Intervention: Emergency Medicine doctors determined the clinical probability of PE using Wells’ criteria (Table 1.) as low, moderate, or high pre-test probability. All patients also had d-dimer testing.
Table 1. Wells’ criteria for calculating clinical probability of PE
Per the algorithm (Figure 1), those patients that had a low pre-test probability and a negative D-dimer, did not undergo any further testing and PE was considered excluded. All other patients underwent a VQ scan. If the VQ scan was non-diagnostic, patients had bilateral lower extremity deep venous ultrasonography.
Patients in whom PE was excluded, were followed for three months for venous thromboembolism (VTE) events.
Figure 1. Diagnostic algorithm for initial evaluation of patients with suspected PE.
- Primary: Proportion of patients who had a VTE, during 3-month follow up, among patients in whom the diagnosis of PE had been excluded
- Secondary: Safety of combined clinical model and D-dimer when algorithm was followed correctly
Design: Prospective, cross-sectional
- 946 patients enrolled in the study
- 16 patients excluded as they were lost to follow up
- 930 patients were included in the study
- 86 people (9.5%) were diagnosed with PE
- 81 during initial evaluation
- 5 during follow-up
- VTE at 3-month follow up after initial negative workup (primary outcome)
- Excluded by low probability Wells + negative D-dimer = 437
- PE during follow up n = 1 (0.2%)
- 849/946 patients had PE excluded during initial workup
- 5 patients developed VTE during follow up period
- 0.6% (95% CI 0.2 – 1.4%)
- 4 of these patients did not undergo the proper initial evaluation algorithm
- Correct protocol followed (secondary outcome)
- n = 759/849 patients not initially diagnosed with PE
- 1 patient with VTE during 3-month follow up
- 0.1% (95% CI 0.0 – 0.7%)
- D-dimer performance
- Entire population: NPV = 97.3% (95% CI 95.8 – 98.4%)
- Low probability drop: NPV 99.5% (95% CI 98.4 – 99.9%)
- Study focuses on a clinically important, patient centered outcome
- Study asks a question that had not previously been addressed
- All consecutive patients were evaluated, except for the 16 that relocated outside the study region
- Wells’ clinical model to determine pre-test probability has been previously validated
- Results analyzed per intention to treat
- Of the 12 patients who died during the study, none were determined to have died due to undiagnosed PE
- VQ scans were interpreted by nuclear medicine physicians who had no knowledge of outcomes or D-dimer testing results
- A committee blinded to all patient variables adjudicated suspected outcome events during follow-up
- Wells’ pre-test probability calculation relies heavily on the practitioner deciding whether PE is the #1 diagnosis or equally likely
- Patients lost to follow up were excluded from analysis (as opposed to being included as “positive VTE” for worst case scenario)

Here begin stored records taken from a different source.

//! Wire shapes exchanged with the engine.
//!
//! ```text
//! request  { id, kind: "compile", payload: source }
//!          { id, kind: "compute", payload: { artifacts, args } }
//! response { id, kind: "compile", payload: artifacts, span }
//!          { id, kind: "compute", payload: { output, logs }, span }
//!          { id, kind: "error", payload: { error, type }, span }
//! ```
//!
//! `id` is generated at dispatch and echoed by the worker, so a consumer can
//! tie a response to its own request instead of relying on the kind alone.

use std::fmt;

use serde::{Deserialize, Serialize};
use zkplay_abi::{Abi, CandidateValue, SchemaError};

// ──────────────────────────────────────────────
// Identifiers and kinds
// ──────────────────────────────────────────────

/// Correlation id of one request/response exchange.
#[derive(Debug, Clone, Copy, PartialEq, Eq, Hash, PartialOrd, Ord, Serialize, Deserialize)]
#[serde(transparent)]
pub struct RequestId(pub u64);

impl fmt::Display for RequestId {
    fn fmt(&self, f: &mut fmt::Formatter<'_>) -> fmt::Result {
        write!(f, "#{}", self.0)
    }
}

/// The two long-running operations the engine performs.
#[derive(Debug, Clone, Copy, PartialEq, Eq, Hash, Serialize, Deserialize)]
#[serde(rename_all = "lowercase")]
pub enum RequestKind {
    Compile,
    Compute,
}

impl RequestKind {
    pub fn as_str(self) -> &'static str {
        match self {
            RequestKind::Compile => "compile",
            RequestKind::Compute => "compute",
        }
    }
}

impl fmt::Display for RequestKind {
    fn fmt(&self, f: &mut fmt::Formatter<'_>) -> fmt::Result {
        f.write_str(self.as_str())
    }
}

// ──────────────────────────────────────────────
// Payloads
// ──────────────────────────────────────────────

/// The opaque bundle produced by a successful compile.
///
/// Only the ABI is interpreted on this side; `program` goes back to the
/// engine untouched with every compute request.
#[derive(Debug, Clone, PartialEq, Serialize, Deserialize)]
pub struct Artifacts {
    #[serde(with = "base64_bytes")]
    pub program: Vec<u8>,
    pub abi: serde_json::Value,
}

impl Artifacts {
    /// Decode the ABI the engine attached to these artifacts.
    pub fn abi(&self) -> Result<Abi, SchemaError> {
        Abi::from_json(&self.abi)
    }
}

#[derive(Debug, Clone, PartialEq, Serialize, Deserialize)]
pub struct ComputeRequest {
    pub artifacts: Artifacts,
    /// One value per ABI input, in ABI order.
    pub args: Vec<CandidateValue>,
}

#[derive(Debug, Clone, PartialEq, Eq, Default, Serialize, Deserialize)]
pub struct ComputeOutput {
    pub output: String,
    #[serde(default)]
    pub logs: Vec<String>,
}

#[derive(Debug, Clone, PartialEq, Eq, Serialize, Deserialize)]
pub struct EngineFailure {
    pub error: String,
    /// The kind of request that failed.
    #[serde(rename = "type")]
    pub origin: RequestKind,
}

// ──────────────────────────────────────────────
// Requests
// ──────────────────────────────────────────────

#[derive(Debug, Clone, PartialEq, Serialize, Deserialize)]
#[serde(tag = "kind", content = "payload", rename_all = "lowercase")]
pub enum Request {
    Compile(String),
    Compute(ComputeRequest),
}

impl Request {
    pub fn kind(&self) -> RequestKind {
        match self {
            Request::Compile(_) => RequestKind::Compile,
            Request::Compute(_) => RequestKind::Compute,
        }
    }
}

#[derive(Debug, Clone, PartialEq, Serialize, Deserialize)]
pub struct RequestEnvelope {
    pub id: RequestId,
    #[serde(flatten)]
    pub request: Request,
}

// ──────────────────────────────────────────────
// Responses
// ──────────────────────────────────────────────

/// Timestamps (milliseconds on the worker's monotonic clock) bracketing
/// one exchange: `start` when the worker dequeues the request and begins
/// handling it, `end` right before the response is dispatched.
///
/// Time a request spends queued behind earlier requests is not part of
/// its duration.
#[derive(Debug, Clone, Copy, PartialEq, Serialize, Deserialize)]
pub struct Span {
    pub start: f64,
    pub end: f64,
}

impl Span {
    pub fn duration_ms(&self) -> f64 {
        (self.end - self.start).max(0.0)
    }

    /// Duration with two decimals, as shown to the user.
    pub fn format_duration(&self) -> String {
        format!("{:.2}", self.duration_ms())
    }
}

#[derive(Debug, Clone, PartialEq, Serialize, Deserialize)]
#[serde(tag = "kind", content = "payload", rename_all = "lowercase")]
pub enum ResponseBody {
    Compile(Artifacts),
    Compute(ComputeOutput),
    Error(EngineFailure),
}

#[derive(Debug, Clone, PartialEq, Serialize, Deserialize)]
pub struct Response {
    pub id: RequestId,
    #[serde(flatten)]
    pub body: ResponseBody,
    pub span: Span,
}

impl Response {
    /// The kind of request this message answers, success or failure.
    pub fn origin(&self) -> RequestKind {
        match &self.body {
            ResponseBody::Compile(_) => RequestKind::Compile,
            ResponseBody::Compute(_) => RequestKind::Compute,
            ResponseBody::Error(failure) => failure.origin,
        }
    }

    /// Whether a consumer waiting on `kind` should look at this message.
    pub fn concerns(&self, kind: RequestKind) -> bool {
        self.origin() == kind
    }

    pub fn is_error(&self) -> bool {
        matches!(self.body, ResponseBody::Error(_))
    }
}

mod base64_bytes {
    use base64::engine::general_purpose::STANDARD;
    use base64::Engine as _;
    use serde::{Deserialize, Deserializer, Serializer};

    pub fn serialize<S: Serializer>(bytes: &[u8], serializer: S) -> Result<S::Ok, S::Error> {
        serializer.serialize_str(&STANDARD.encode(bytes))
    }

    pub fn deserialize<'de, D: Deserializer<'de>>(deserializer: D) -> Result<Vec<u8>, D::Error> {
        let encoded = String::deserialize(deserializer)?;
        STANDARD.decode(encoded).map_err(serde::de::Error::custom)
    }
}
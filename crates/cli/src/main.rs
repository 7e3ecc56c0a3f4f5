mod check;
mod config;
mod inputs;
mod run;
mod schema;

use std::path::{Path, PathBuf};
use std::process;

use clap::{Parser, Subcommand, ValueEnum};
use tracing_subscriber::EnvFilter;
use zkplay_abi::Abi;

use crate::config::Config;

/// Output format for CLI responses.
#[derive(Debug, Clone, Copy, PartialEq, Eq, ValueEnum)]
pub(crate) enum OutputFormat {
    Text,
    Json,
}

/// Front-end for compiling and running zkSNARK programs.
#[derive(Parser)]
#[command(
    name = "zkplay",
    version,
    about = "Front-end for compiling and running zkSNARK programs"
)]
struct Cli {
    /// Output format (text or json)
    #[arg(long, global = true, default_value = "text", value_enum)]
    output: OutputFormat,

    /// Suppress non-essential output
    #[arg(long, global = true)]
    quiet: bool,

    /// Path to a zkplay.toml config file (defaults to ./zkplay.toml if present)
    #[arg(long, global = true)]
    config: Option<PathBuf>,

    #[command(subcommand)]
    command: Commands,
}

#[derive(Subcommand)]
enum Commands {
    /// Print the validation schema of every ABI input
    Schema {
        /// Path to an ABI JSON file (or compiled artifacts carrying an "abi" field)
        abi: PathBuf,
    },

    /// Check input values against an ABI without running anything
    Check {
        /// Path to an ABI JSON file (or compiled artifacts carrying an "abi" field)
        abi: PathBuf,
        /// Input value as NAME=VALUE (repeatable)
        #[arg(short = 'i', long = "input", value_name = "NAME=VALUE")]
        inputs: Vec<String>,
        /// JSON object mapping input names to values
        #[arg(long = "inputs", value_name = "FILE")]
        inputs_file: Option<PathBuf>,
    },

    /// Compile a program with an engine process and run it
    Run {
        /// Path to the program source file
        source: PathBuf,
        /// Engine command (overrides [engine].command from the config)
        #[arg(long)]
        engine: Option<String>,
        /// Argument passed to the engine command (repeatable)
        #[arg(long = "engine-arg", value_name = "ARG", allow_hyphen_values = true)]
        engine_args: Vec<String>,
        /// Input value as NAME=VALUE (repeatable)
        #[arg(short = 'i', long = "input", value_name = "NAME=VALUE")]
        inputs: Vec<String>,
        /// JSON object mapping input names to values
        #[arg(long = "inputs", value_name = "FILE")]
        inputs_file: Option<PathBuf>,
        /// Stop after compiling
        #[arg(long)]
        compile_only: bool,
    },
}

fn main() {
    init_tracing();
    let cli = Cli::parse();

    match cli.command {
        Commands::Schema { abi } => {
            schema::cmd_schema(&abi, cli.output, cli.quiet);
        }
        Commands::Check {
            abi,
            inputs,
            inputs_file,
        } => {
            check::cmd_check(
                &abi,
                &inputs,
                inputs_file.as_deref(),
                cli.output,
                cli.quiet,
            );
        }
        Commands::Run {
            source,
            engine,
            engine_args,
            inputs,
            inputs_file,
            compile_only,
        } => {
            let config = match Config::load(cli.config.as_deref()) {
                Ok(c) => c,
                Err(e) => {
                    report_error(&e.to_string(), cli.output, cli.quiet);
                    process::exit(1);
                }
            };
            let opts = run::RunOptions {
                source,
                engine,
                engine_args,
                inputs,
                inputs_file,
                compile_only,
            };
            run::cmd_run(opts, config, cli.output, cli.quiet);
        }
    }
}

/// Log to stderr; `RUST_LOG` overrides the default `warn` filter.
fn init_tracing() {
    let filter = EnvFilter::try_from_default_env().unwrap_or_else(|_| EnvFilter::new("warn"));
    tracing_subscriber::fmt()
        .with_env_filter(filter)
        .with_target(false)
        .with_writer(std::io::stderr)
        .init();
}

// ──────────────────────────────────────────────
// Shared helpers
// ──────────────────────────────────────────────

/// Read an ABI from a file, exiting with an error report on failure.
///
/// Accepts either a bare ABI object or compiled artifacts with an `"abi"`
/// field.
pub(crate) fn load_abi(path: &Path, output: OutputFormat, quiet: bool) -> Abi {
    let content = match std::fs::read_to_string(path) {
        Ok(c) => c,
        Err(e) => {
            let msg = format!("error reading file '{}': {}", path.display(), e);
            report_error(&msg, output, quiet);
            process::exit(1);
        }
    };
    let json: serde_json::Value = match serde_json::from_str(&content) {
        Ok(v) => v,
        Err(e) => {
            let msg = format!("invalid JSON in '{}': {}", path.display(), e);
            report_error(&msg, output, quiet);
            process::exit(1);
        }
    };
    let node = match json.get("abi") {
        Some(abi) if json.get("inputs").is_none() => abi,
        _ => &json,
    };
    match Abi::from_json(node) {
        Ok(abi) => abi,
        Err(e) => {
            let msg = format!("unusable ABI in '{}': {}", path.display(), e);
            report_error(&msg, output, quiet);
            process::exit(1);
        }
    }
}

/// Pretty-print a JSON value to stdout.
pub(crate) fn print_json(value: &serde_json::Value) {
    match serde_json::to_string_pretty(value) {
        Ok(s) => println!("{}", s),
        Err(e) => eprintln!("error serializing output: {}", e),
    }
}

/// Report an error in the appropriate output format.
pub(crate) fn report_error(msg: &str, output: OutputFormat, quiet: bool) {
    if quiet {
        return;
    }
    match output {
        OutputFormat::Text => eprintln!("{}", msg),
        OutputFormat::Json => {
            let body = serde_json::json!({ "error": msg });
            eprintln!("{}", body);
        }
    }
}
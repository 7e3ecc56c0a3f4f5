//! Compiles type descriptors into validation rules.
//!
//! Each descriptor is rendered as a JSON Schema (draft 2020-12) document of
//! the same shape and compiled once. The compiled rule is reused for every
//! edit of the input it belongs to.

use std::fmt;

use serde_json::{json, Map, Value};

use crate::descriptor::{Abi, TypeDescriptor, UintWidth};
use crate::SchemaError;

/// Decimal digits only, any length, leading zeros allowed.
pub const FIELD_PATTERN: &str = "^[0-9]+$";

/// Pattern for a `uN` literal: unbounded decimal, or hex bounded to `N/4` digits.
///
/// Decimal text is not checked against the width; a decimal literal past
/// the declared range is left for the engine to reject.
pub fn uint_pattern(width: UintWidth) -> String {
    format!("^([0-9]+|0x[0-9a-fA-F]{{1,{}}})$", width.max_hex_digits())
}

/// A compiled, descriptor-shaped validation rule.
pub struct ValidationRule {
    schema: Value,
    validator: jsonschema::Validator,
}

impl ValidationRule {
    /// The JSON Schema document this rule was compiled from.
    pub fn schema(&self) -> &Value {
        &self.schema
    }

    pub(crate) fn validator(&self) -> &jsonschema::Validator {
        &self.validator
    }
}

impl fmt::Debug for ValidationRule {
    fn fmt(&self, f: &mut fmt::Formatter<'_>) -> fmt::Result {
        f.debug_struct("ValidationRule")
            .field("schema", &self.schema)
            .finish_non_exhaustive()
    }
}

/// Builds [`ValidationRule`]s from descriptors.
pub struct SchemaBuilder;

impl SchemaBuilder {
    /// Render the JSON Schema for a descriptor without compiling it.
    pub fn schema(ty: &TypeDescriptor) -> Value {
        match ty {
            TypeDescriptor::Field => json!({
                "type": "string",
                "pattern": FIELD_PATTERN,
            }),
            TypeDescriptor::Uint(width) => json!({
                "type": "string",
                "pattern": uint_pattern(*width),
            }),
            TypeDescriptor::Bool => json!({ "type": "boolean" }),
            TypeDescriptor::Tuple(elements) => {
                let mut schema = json!({
                    "type": "array",
                    "minItems": elements.len(),
                    "maxItems": elements.len(),
                });
                // prefixItems must be non-empty; the length bounds alone cover `()`.
                if !elements.is_empty() {
                    let items: Vec<Value> = elements.iter().map(Self::schema).collect();
                    schema["prefixItems"] = Value::Array(items);
                }
                schema
            }
            TypeDescriptor::Array { element, size } => json!({
                "type": "array",
                "items": Self::schema(element),
                "minItems": size,
                "maxItems": size,
            }),
            TypeDescriptor::Struct { members, .. } => {
                let mut properties = Map::new();
                for member in members {
                    properties.insert(member.name.clone(), Self::schema(&member.ty));
                }
                let required: Vec<Value> = members
                    .iter()
                    .map(|m| Value::String(m.name.clone()))
                    .collect();
                // No additionalProperties: undeclared keys are accepted.
                json!({
                    "type": "object",
                    "properties": properties,
                    "required": required,
                })
            }
        }
    }

    /// Compile a descriptor into a rule.
    pub fn build(ty: &TypeDescriptor) -> Result<ValidationRule, SchemaError> {
        let schema = Self::schema(ty);
        let validator = jsonschema::options()
            .with_draft(jsonschema::Draft::Draft202012)
            .build(&schema)
            .map_err(|e| SchemaError::Compile {
                message: e.to_string(),
            })?;
        Ok(ValidationRule { schema, validator })
    }

    /// Compile one rule per ABI input, in ABI order.
    ///
    /// Fails on the first input that cannot be compiled; no partial rule
    /// set is returned.
    pub fn build_abi(abi: &Abi) -> Result<Vec<ValidationRule>, SchemaError> {
        let rules = abi
            .inputs
            .iter()
            .map(|input| Self::build(&input.ty))
            .collect::<Result<Vec<_>, _>>()?;
        tracing::debug!(inputs = rules.len(), "compiled ABI validation rules");
        Ok(rules)
    }
}
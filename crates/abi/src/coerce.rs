//! Turns raw user text into candidate argument values.

use crate::descriptor::TypeDescriptor;

/// A structured argument value, as sent to the engine.
pub type CandidateValue = serde_json::Value;

/// Coerce raw input text into a candidate value for the declared type.
///
/// `field` and `uN` leaves keep the raw text as a JSON string, untouched:
/// their literals may exceed any machine integer. Every other type is parsed
/// as a JSON literal; unparseable text is kept as a string so the validator
/// can report it. Never fails.
pub fn coerce(ty: &TypeDescriptor, raw: &str) -> CandidateValue {
    if ty.is_numeric_text() {
        return CandidateValue::String(raw.to_string());
    }
    match serde_json::from_str(raw) {
        Ok(value) => value,
        Err(e) => {
            tracing::trace!(ty = %ty, error = %e, "input is not a JSON literal; keeping raw text");
            CandidateValue::String(raw.to_string())
        }
    }
}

- Patient follow up by appointment or by phone call which introduces recall bias.
- While analysis was per intention-to-treat, 92 patients had fewer tests than indicated, and 7 of the patients diagnosed with PE had more tests than indicated.
- The prevalence of PE in the study population was low
- VQ scans were used at the time of this study to diagnose PE, but now CTPA is the gold standard. It is unclear how the use of CTPA would have affected the results
- Inadequate data reported to calculate specificity and likelihood ratios of Wells’ + D-dimer
- The authors comment on the potential reduction in diagnostic imaging but this was neither a primary or secondary outcome
- Patients who presented from 3:30pm – 7:00am were anticoagulated with LMWH and diagnostic testing was done in the next 18hrs. It is possible some PEs could have been missed, however this strategy is very generalizable to many institutions
- Compression ultrasonography, when indicated, was performed on both lower extremities from the common femoral vein to the trifurcation of the calf veins, but the calf veins were not examined which means some distal DVTs could have been missed
- This approach for ruling out PE has been further validated using the simplified Wells’ score (dichotomized to “PE unlikely” (score < 4) and “PE likely” (score > 5)) with a d-dimer (van Belle 2006) and has been found to perform well with an age-adjusted D-dimer (Kraaijpoel 2016)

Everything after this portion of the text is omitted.